Back in 800 A.D, Arab scholars invented a system that could break Caesar shift ciphers and other monoalphabetic substitution ciphers. The system that the Arab's invented has come to be known as frequency analysis, (a branch of cryptanalysis), which is the science of unscrambling a message without knowledge of the key.
Arabian theologians studied the revelations of Muhammad. There was much speculation as to what revelations and documents came from Muhammad and what documents and revelations did not. This was done by studying the etymology of words and the structure of sentences, to test whether particular texts were consistent with the linguistic patterns of the Prophet. They also analyzed individual letters, and in particular they discovered that some letters are more common than others (Singh 1999).

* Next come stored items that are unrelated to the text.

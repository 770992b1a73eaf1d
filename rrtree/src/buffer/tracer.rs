//! Audit hooks for entries passing through the update path.

use std::fmt::Debug;

use log::trace;

/// Receives one call per buffered operation the piggybacker classifies.
pub trait ObjectTracer: Send + Sync {
    fn trace_update_tree_entry(&self, entry: &dyn Debug, operation_tag: &str, extra: &str);
}

/// Discards every trace.
#[derive(Debug, Clone, Copy, Default)]
pub struct NoopTracer;

impl ObjectTracer for NoopTracer {
    fn trace_update_tree_entry(&self, _entry: &dyn Debug, _operation_tag: &str, _extra: &str) {}
}

/// Forwards traces to the `log` facade at trace level.
#[derive(Debug, Clone, Copy, Default)]
pub struct LogTracer;

impl ObjectTracer for LogTracer {
    fn trace_update_tree_entry(&self, entry: &dyn Debug, operation_tag: &str, extra: &str) {
        trace!("[{}] {:?} {}", operation_tag, entry, extra);
    }
}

The Arabs used this knowledge that some letters were more common than others to crack codes. The earliest known description of the technique is by the ninth-century scientist al-Kindl. al-Kindl authored what is known as A Manuscript on Deciphering Cryptographic Messages. To explain how frequency analysis worked, he wrote the following:
"One way to solve an encrypted message, if we know its language, is to find a different plaintext of the same language long enough to fill one sheet or so, and then we count the occurrences of each letter. We call the most frequently occurring letter the "first," the next most occurring letter the "second," the following most occurring letter the "third," and so on, until we account for all the different letters in the plaintext sample. Then we look at the ciphertext we want to solve and we also classify its symbols. We find the most occurring symbol and change it to the form of the "first" letter of the plaintext sample, the next most common symbol is changed to the form of the "second" letter, and the third most common symbol is changed to the form of the "third" letter, and so on, until we account for all symbols of the cryptogram we want to solve."
It may be helpful to give an example of what al-Kindl mentioned with the English alphabet. In the book Cipher Systems: The Protection of Communication, written by Henry Beker, a study was done in which passages were taken from English newspapers and various novels and were analyzed. 100,362 alphabet characters were counted and the following table was created about how frequently each letter is used: (not surprisingly, letter frequencies are roughly the same today)
E is the most commonly used letter, followed by T, followed by A, etc. So, if I come across the following message: "TLLA HA LPNOA" my first step would be to count up how many times each letter is used.
T = 1, L = 3, A = 3, H = 1, P = 1, N = 1, O = 1. I will then guess that L in the ciphertext represents E or T in the plaintext and A in the ciphertext represents either T or E in the plaintext. Because I see a double L near the beginning of the message, I will guess that L in the ciphertext represent E in the plaintext and that A in the ciphertext represents T in the plaintext. Substituting letters, I obtain the following the message: "xEET xT ExxxT."
Now looking back at the ciphertext, a sensible guess would be T in the ciphertext represents M in the plaintext (making the first word "meet") and I will guess that H in the ciphertext represents A (making the second word "at"). I can now build the following table:
I now note that to go from the 8th letter H to the 1st letter A, I subtract 7. To go from the 12th letter L to the 5th letter E, I subtract 7. I can now guess that whoever wrote the message used a Caesar shift cipher with key = 7. I would then finish filling in my table. I can then figure out that P in the ciphertext represents I in the plaintext, N in the ciphertext represents G in the plaintext, and O in the ciphertext represents H in the plaintext. I now have obtained the plaintext message "Meet at eight."